The UBC Department of English Language & Literatures, UBC Institute for Critical Indigenous Studies (CIS) and Indigenous Critical & Creative Studies (ICCS) are pleased to welcome Dr. Robert Warrior (Osage Nation) as our visiting scholar for the 2025 Sedgewick Lecture. The event will take place in person on Tuesday, September 16th from 3:00 pm to 5:00 pm in Buchanan Tower 323. We hope to see you there!
Talk Abstract
Infrastructure, Integrity, and Indigeneity: Intellectual Sovereignty Reconsidered
Looking back at the 1995 book Tribal Secrets: Recovering American Indian Intellectual Traditions, this year’s Sedgwick Lecture reconsiders the concept of intellectual sovereignty, which the book introduced to Indigenous studies, in two dimensions: 1. The role of institutions (universities, publishers, Indigenous governments, etc.) in shaping Indigenous intellectual work, including literature, criticism, scholarly writing, etc.; and 2. The importance of independent, dissenting voices in further development of intellectual aspects of the infrastructure that supports Indigenous intellectual work.
About Dr. Robert Warrior
Dr. Robert Warrior is Hall Distingushed Professor of American literature and culture at the University of Kanas. An enrolled member of the Osage Nation, he is the author of The People and the Word: Reading Native Nonfiction, co-author of American Indian Literary Nationalism, part of the Native Critics Collective that published Reasoning Together, co-author of Like a Hurricane: The Indian Movement from Alcatraz to Wounded Knee (with Paul Chaat Smith) and Tribal Secrets: Recovering American Indian Intellectual Traditions. He has recently published an edited volume, The World of Indigenous North America (Routledge). He has also edited the NAIS (journal of the Native American and Indigenous Studies Association), and edited the book series, Indigenous Americas for the University of Minnesota Press.

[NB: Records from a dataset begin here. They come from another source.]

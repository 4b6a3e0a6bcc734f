//! # Remote journal client
//!
//! Single-shot calls against the journal service. Nothing here retries,
//! caches, or touches local state; every failure is translated into a
//! `SyncError` and handed back to the caller.

use async_trait::async_trait;
use reqwest::{Response, StatusCode};
use serde::de::DeserializeOwned;
use validator::Validate;

use crate::config::Config;
use crate::dto::{
    ApiEnvelope, ApprovalRequest, ApprovalResult, LegacyJournal, MigrationRequest,
    MigrationResponse,
};
use crate::error::{SyncError, SyncResult};
use crate::models::{dog, Dog, DogId, JournalId, JournalRecord};

/// The remote journal service, as seen by the session controller and the
/// migration agent.
#[async_trait]
pub trait JournalApi: Send + Sync {
    async fn list_dogs(&self) -> SyncResult<Vec<Dog>>;

    /// `None` when no dog has exactly this name. Fetches the whole fleet.
    async fn find_dog_by_name(&self, name: &str) -> SyncResult<Option<Dog>> {
        let dogs = self.list_dogs().await?;
        Ok(dog::find_by_name(&dogs, name).cloned())
    }

    async fn list_journals_for_dog(&self, dog_id: DogId) -> SyncResult<Vec<JournalRecord>>;

    /// The service only indexes by dog, so the date filter runs here.
    /// Service order is preserved.
    async fn journals_for_dog_on(
        &self,
        dog_id: DogId,
        journal_date: &str,
    ) -> SyncResult<Vec<JournalRecord>> {
        let journals = self.list_journals_for_dog(dog_id).await?;
        Ok(journals
            .into_iter()
            .filter(|journal| journal.journal_date == journal_date)
            .collect())
    }

    async fn get_journal(&self, id: JournalId) -> SyncResult<JournalRecord>;

    /// Returns `record` with the server-assigned id merged in.
    async fn create_journal(&self, record: &JournalRecord) -> SyncResult<JournalRecord>;

    async fn update_journal(&self, id: JournalId, record: &JournalRecord) -> SyncResult<JournalRecord>;

    /// `Ok(false)` when the service refuses the delete.
    async fn delete_journal(&self, id: JournalId) -> SyncResult<bool>;

    async fn approve_journal(
        &self,
        id: JournalId,
        request: &ApprovalRequest,
    ) -> SyncResult<ApprovalResult>;

    async fn list_pending_journals(&self) -> SyncResult<Vec<JournalRecord>>;

    async fn list_approved_journals(&self) -> SyncResult<Vec<JournalRecord>>;

    async fn migrate_legacy(&self, journals: &[LegacyJournal]) -> SyncResult<MigrationResponse>;
}

#[derive(Debug, Clone)]
pub struct HttpJournalClient {
    http: reqwest::Client,
    config: Config,
}

impl HttpJournalClient {
    pub fn new(config: Config) -> SyncResult<Self> {
        let mut builder = reqwest::Client::builder();
        if let Some(timeout) = config.http_timeout {
            builder = builder.timeout(timeout);
        }
        Ok(Self {
            http: builder.build()?,
            config,
        })
    }

    pub fn base_url(&self) -> &str {
        &self.config.api_base_url
    }

    /// Startup probe: how many dogs the service can see.
    pub async fn check_connectivity(&self) -> SyncResult<usize> {
        match self.list_dogs().await {
            Ok(dogs) => {
                tracing::info!(base_url = %self.base_url(), dogs = dogs.len(), "Journal API reachable");
                Ok(dogs.len())
            }
            Err(e) => {
                tracing::error!(base_url = %self.base_url(), error = %e, "Journal API connectivity check failed");
                Err(e)
            }
        }
    }

    async fn get_list<T: DeserializeOwned>(&self, path: &str) -> SyncResult<Vec<T>> {
        let response = self.http.get(self.config.api_url(path)).send().await?;
        let envelope = read_envelope::<Vec<T>>(response).await?;
        into_data(envelope, path)
    }
}

/// Non-2xx is a transport failure carrying status and raw body; a 2xx body
/// that is not the expected envelope is malformed.
async fn read_envelope<T: DeserializeOwned>(response: Response) -> SyncResult<ApiEnvelope<T>> {
    let status = response.status();
    let body = response.text().await?;
    if !status.is_success() {
        tracing::warn!(status = %status, body = %body, "Journal API returned an error status");
        return Err(SyncError::http_status(status, &body));
    }
    serde_json::from_str(&body).map_err(SyncError::malformed_body)
}

fn into_data<T>(envelope: ApiEnvelope<T>, what: &str) -> SyncResult<T> {
    if !envelope.success {
        return Err(SyncError::Transport(format!(
            "{} failed: {}",
            what,
            envelope.failure_reason()
        )));
    }
    envelope
        .data
        .ok_or_else(|| SyncError::Transport(format!("{} returned no data", what)))
}

fn merge_assigned_id(
    record: &JournalRecord,
    envelope: ApiEnvelope<serde_json::Value>,
    what: &str,
) -> SyncResult<JournalRecord> {
    let data = into_data(envelope, what)?;
    let id = data
        .get("id")
        .and_then(serde_json::Value::as_i64)
        .map(JournalId)
        .ok_or_else(|| SyncError::Transport(format!("{} response carried no journal id", what)))?;

    let mut saved = record.clone();
    saved.id = Some(id);
    Ok(saved)
}

#[async_trait]
impl JournalApi for HttpJournalClient {
    async fn list_dogs(&self) -> SyncResult<Vec<Dog>> {
        self.get_list("/api/dogs").await
    }

    async fn list_journals_for_dog(&self, dog_id: DogId) -> SyncResult<Vec<JournalRecord>> {
        let journals: Vec<JournalRecord> = self
            .get_list(&format!("/api/journals/by-dog/{}", dog_id))
            .await?;
        tracing::debug!(dog_id = %dog_id, count = journals.len(), "Fetched journals for dog");
        Ok(journals)
    }

    async fn get_journal(&self, id: JournalId) -> SyncResult<JournalRecord> {
        let response = self
            .http
            .get(self.config.api_url(&format!("/api/journals/{}", id)))
            .send()
            .await?;
        if response.status() == StatusCode::NOT_FOUND {
            return Err(SyncError::NotFound(format!("Journal {} not found", id)));
        }
        let envelope = read_envelope::<JournalRecord>(response).await?;
        into_data(envelope, "get journal")
    }

    async fn create_journal(&self, record: &JournalRecord) -> SyncResult<JournalRecord> {
        record.validate()?;
        let response = self
            .http
            .post(self.config.api_url("/api/journals"))
            .json(record)
            .send()
            .await?;
        let envelope = read_envelope::<serde_json::Value>(response).await?;
        let saved = merge_assigned_id(record, envelope, "create journal")?;
        tracing::info!(journal_id = ?saved.id, dog_id = %record.dog_id, date = %record.journal_date, "Journal created");
        Ok(saved)
    }

    async fn update_journal(&self, id: JournalId, record: &JournalRecord) -> SyncResult<JournalRecord> {
        record.validate()?;
        let response = self
            .http
            .put(self.config.api_url(&format!("/api/journals/{}", id)))
            .json(record)
            .send()
            .await?;
        let envelope = read_envelope::<serde_json::Value>(response).await?;
        into_data(envelope, "update journal")?;

        let mut saved = record.clone();
        saved.id = Some(id);
        tracing::info!(journal_id = %id, "Journal updated");
        Ok(saved)
    }

    async fn delete_journal(&self, id: JournalId) -> SyncResult<bool> {
        let response = self
            .http
            .delete(self.config.api_url(&format!("/api/journals/{}", id)))
            .send()
            .await?;
        let status = response.status();
        let body = response.text().await?;

        // A refusal is a `success: false` envelope with 2xx or 404. Any other
        // error status is a hard failure, whatever the body says.
        let refusable = status.is_success() || status == StatusCode::NOT_FOUND;
        match serde_json::from_str::<ApiEnvelope<serde_json::Value>>(&body) {
            Ok(envelope) if envelope.success && status.is_success() => {
                tracing::info!(journal_id = %id, "Journal deleted");
                Ok(true)
            }
            Ok(envelope) if !envelope.success && refusable => {
                tracing::warn!(journal_id = %id, status = %status, reason = %envelope.failure_reason(), "Journal delete refused");
                Ok(false)
            }
            Ok(_) => Err(SyncError::http_status(status, &body)),
            Err(_) if !status.is_success() => Err(SyncError::http_status(status, &body)),
            Err(e) => Err(SyncError::malformed_body(e)),
        }
    }

    async fn approve_journal(
        &self,
        id: JournalId,
        request: &ApprovalRequest,
    ) -> SyncResult<ApprovalResult> {
        request.validate()?;
        let response = self
            .http
            .post(self.config.api_url(&format!("/api/journals/{}/approve", id)))
            .json(request)
            .send()
            .await?;
        let status = response.status();
        let body = response.text().await?;
        let envelope: ApiEnvelope<JournalRecord> = match serde_json::from_str(&body) {
            Ok(envelope) => envelope,
            Err(_) if !status.is_success() => return Err(SyncError::http_status(status, &body)),
            Err(e) => return Err(SyncError::malformed_body(e)),
        };
        tracing::info!(journal_id = %id, approved = request.approved, success = envelope.success, "Journal approval submitted");
        Ok(envelope.into())
    }

    async fn list_pending_journals(&self) -> SyncResult<Vec<JournalRecord>> {
        self.get_list("/api/journals/pending").await
    }

    async fn list_approved_journals(&self) -> SyncResult<Vec<JournalRecord>> {
        self.get_list("/api/journals/approved").await
    }

    async fn migrate_legacy(&self, journals: &[LegacyJournal]) -> SyncResult<MigrationResponse> {
        let response = self
            .http
            .post(self.config.api_url("/api/journals/migrate-from-localstorage"))
            .json(&MigrationRequest { journals })
            .send()
            .await?;
        let status = response.status();
        let body = response.text().await?;

        // The service reports batch failures as `{success: false, error}`,
        // usually with a 500; keep that message for the agent.
        match serde_json::from_str::<MigrationResponse>(&body) {
            Ok(parsed) if status.is_success() || !parsed.success => Ok(parsed),
            Ok(_) => Err(SyncError::http_status(status, &body)),
            Err(_) if !status.is_success() => Err(SyncError::http_status(status, &body)),
            Err(e) => Err(SyncError::malformed_body(e)),
        }
    }
}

Warrior has served the ASA in numerous roles, including as a member of the elected National Council and its Executive Committee (2009-12), two times as a co-chair of the Program Committee (2007-8, 2014-15), and as a member of the Program Committee. Warrior was a member of the six-member steering committee and then acting council that founded the Native American and Indigenous Studies Association. In 2010, he was elected NAISA’s founding president and is now (with Jean O’Brien) serving as founding co-editor of NAISA’s scholarly journal.
He holds degrees from Union Theological Seminary (Ph.D., Systematic Theology), Yale University (M.A., Religion), and Pepperdine University (B.A. summa cum laude, Speech Communication). He has also served as an appointed official in the Osage Nation government and is a member of the committee responsible for maintaining the Osage ceremonial in-losh-ka dance in the Grayhorse district.
Along with his scholarly work, he has worked on numerous film projects, including the final episode of WGBH-Boston’s “We Shall Remain,’ which premiered at the Sundance Film Festival, and the History Channel’s “America: The Story of Us.” His academic and journalistic writing has appeared in a wide variety of publications, including American Quarterly, PMLA, MLA’s Profession, Interventions, News from Indian Country, Indian Country Today Media Network, Village Voice, UTNE Reader, and High Times. In 2011, he and his coauthors were the inaugural recipients of the Beatrice Medicine Award for Scholarly Writing from the Native American Literature Symposium. Warrior has also received awards from the Gustavus Myers Foundation, the Native American Journalists Association, the Church Press Association, and others. He has lectured in a wide variety of places, including Lebanon, Guatemala, Mexico, France, Malaysia, Taiwan, and Canada.
About Dr. Garnett Sedgewick
Garnett Sedgewick was a professor in the Department of English at UBC from 1918 to 1948. Professor Sedgewick specialized in Shakespeare and Chaucer. In 1920, he became the first Head of the Department.